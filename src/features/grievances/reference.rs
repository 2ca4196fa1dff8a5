//! Human-facing grievance reference IDs: `GR-` followed by 8 uppercase hex
//! digits taken from a random UUID.

use uuid::Uuid;

use crate::shared::validation::REFERENCE_ID_REGEX;

pub fn generate_reference_id() -> String {
    let id = Uuid::new_v4();
    format!("GR-{}", hex::encode_upper(&id.as_bytes()[..4]))
}

pub fn is_valid_reference_id(candidate: &str) -> bool {
    REFERENCE_ID_REGEX.is_match(candidate)
}

#[cfg(test)]
mod tests {
    use super::*;
    use std::collections::HashSet;

    #[test]
    fn test_generated_ids_match_format() {
        for _ in 0..100 {
            let id = generate_reference_id();
            assert!(is_valid_reference_id(&id), "bad reference id {}", id);
        }
    }

    #[test]
    fn test_generated_ids_are_distinct() {
        let ids: HashSet<String> = (0..500).map(|_| generate_reference_id()).collect();
        // 32 bits of randomness; a collision in 500 draws is vanishingly unlikely
        assert_eq!(ids.len(), 500);
    }

    #[test]
    fn test_rejects_malformed_ids() {
        assert!(!is_valid_reference_id("gr-1a2b3c4d"));
        assert!(!is_valid_reference_id("GR-1A2B"));
        assert!(!is_valid_reference_id("1A2B3C4D"));
        assert!(!is_valid_reference_id("GR-1A2B3C4D/../x"));
    }
}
+ + +
Task requirements >>
Set the data above down again in full, exactly as it reads.

Solved exercise >>
filename src/features/grievances/reference.rs
repository 2ca4196fa1dff8a5
//! Human-facing grievance reference IDs: `GR-` followed by 8 uppercase hex
//! digits taken from a random UUID.

use uuid::Uuid;

use crate::shared::validation::REFERENCE_ID_REGEX;

pub fn generate_reference_id() -> String {
    let id = Uuid::new_v4();
    format!("GR-{}", hex::encode_upper(&id.as_bytes()[..4]))
}

pub fn is_valid_reference_id(candidate: &str) -> bool {
    REFERENCE_ID_REGEX.is_match(candidate)
}

#[cfg(test)]
mod tests {
    use super::*;
    use std::collections::HashSet;

    #[test]
    fn test_generated_ids_match_format() {
        for _ in 0..100 {
            let id = generate_reference_id();
            assert!(is_valid_reference_id(&id), "bad reference id {}", id);
        }
    }

    #[test]
    fn test_generated_ids_are_distinct() {
        let ids: HashSet<String> = (0..500).map(|_| generate_reference_id()).collect();
        // 32 bits of randomness; a collision in 500 draws is vanishingly unlikely
        assert_eq!(ids.len(), 500);
    }

    #[test]
    fn test_rejects_malformed_ids() {
        assert!(!is_valid_reference_id("gr-1a2b3c4d"));
        assert!(!is_valid_reference_id("GR-1A2B"));
        assert!(!is_valid_reference_id("1A2B3C4D"));
        assert!(!is_valid_reference_id("GR-1A2B3C4D/../x"));
    }
}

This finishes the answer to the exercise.